Problem description - Please copy out every line in the entries that includes the word "Serves".

Data provided -
------------------------------------
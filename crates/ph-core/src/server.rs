use anyhow::Result;
use axum::Router;
use std::future::Future;
use std::net::SocketAddr;
use tokio::net::TcpListener;

pub async fn serve(addr: SocketAddr, router: Router) -> Result<()> {
    let listener = TcpListener::bind(addr).await?;
    serve_listener(listener, router).await
}

/// Serves on an already bound listener until Ctrl-C.
pub async fn serve_listener(listener: TcpListener, router: Router) -> Result<()> {
    serve_until(listener, router, shutdown_signal()).await
}

/// Serves until `shutdown` resolves, then drains in-flight requests. Tests
/// bind `127.0.0.1:0`, read the port back and stop the server through a
/// channel.
pub async fn serve_until<F>(listener: TcpListener, router: Router, shutdown: F) -> Result<()>
where
    F: Future<Output = ()> + Send + 'static,
{
    let addr = listener.local_addr()?;
    tracing::info!(%addr, "listening");

    axum::serve(
        listener,
        router.into_make_service_with_connect_info::<SocketAddr>(),
    )
    .with_graceful_shutdown(shutdown)
    .await?;

    tracing::info!(%addr, "server stopped");
    Ok(())
}

pub async fn shutdown_signal() {
    if tokio::signal::ctrl_c().await.is_ok() {
        tracing::info!("shutdown requested");
    }
}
------------------------------------
Your response -
/// Serves on an already bound listener until Ctrl-C.
/// Serves until `shutdown` resolves, then drains in-flight requests. Tests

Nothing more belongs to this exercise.